_Required work_
Lines below containing the word "link" should be copied out.

##########

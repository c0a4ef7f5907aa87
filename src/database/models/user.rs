use chrono::{DateTime, Utc};
use serde::{Deserialize, Serialize};
use uuid::Uuid;

use super::macros::db_enum;

db_enum! {
    #[derive(Debug, Clone, Copy, Serialize, Deserialize, PartialEq, Eq)]
    #[serde(rename_all = "snake_case")]
    pub enum UserRole {
        Employee => "employee",
        Manager => "manager",
        HrAdmin => "hr_admin",
    }
}

impl Default for UserRole {
    fn default() -> Self {
        UserRole::Employee
    }
}

#[derive(Debug, Clone, Serialize, Deserialize, sqlx::FromRow)]
#[serde(rename_all = "camelCase")]
pub struct User {
    pub id: Uuid,
    pub name: String,
    pub email: String,
    #[serde(skip_serializing)]
    pub password_hash: String,
    pub role: UserRole,
    /// Optional link into the employee directory. The identity owns this
    /// link; the employee record's lifecycle does not depend on it.
    pub employee_id: Option<Uuid>,
    pub created_at: DateTime<Utc>,
    pub updated_at: DateTime<Utc>,
}

impl User {
    pub fn new(name: String, email: String, password_hash: String, role: UserRole) -> Self {
        let now = Utc::now();
        Self {
            id: Uuid::new_v4(),
            name,
            email,
            password_hash,
            role,
            employee_id: None,
            created_at: now,
            updated_at: now,
        }
    }
}

#[derive(Debug, Deserialize)]
pub struct RegisterInput {
    pub name: String,
    pub email: String,
    pub password: String,
    pub role: Option<UserRole>,
}

#[derive(Debug, Deserialize)]
pub struct LoginInput {
    pub email: String,
    pub password: String,
}

/// hr_admin patch for an identity: role and/or employee link.
#[derive(Debug, Deserialize)]
#[serde(rename_all = "camelCase")]
pub struct UpdateUserInput {
    pub role: Option<UserRole>,
    pub employee_id: Option<Uuid>,
}

#[derive(Debug, Clone, Serialize, Deserialize)]
#[serde(rename_all = "camelCase")]
pub struct UserInfo {
    pub id: Uuid,
    pub name: String,
    pub email: String,
    pub role: UserRole,
    pub employee_id: Option<Uuid>,
}

impl From<User> for UserInfo {
    fn from(user: User) -> Self {
        Self {
            id: user.id,
            name: user.name,
            email: user.email,
            role: user.role,
            employee_id: user.employee_id,
        }
    }
}

#[derive(Debug, Serialize, Deserialize)]
#[serde(rename_all = "camelCase")]
pub struct AuthResponse {
    pub token: String,
    pub user: UserInfo,
}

##########

_Exercise output_
    /// Optional link into the employee directory. The identity owns this
    /// link; the employee record's lifecycle does not depend on it.
/// hr_admin patch for an identity: role and/or employee link.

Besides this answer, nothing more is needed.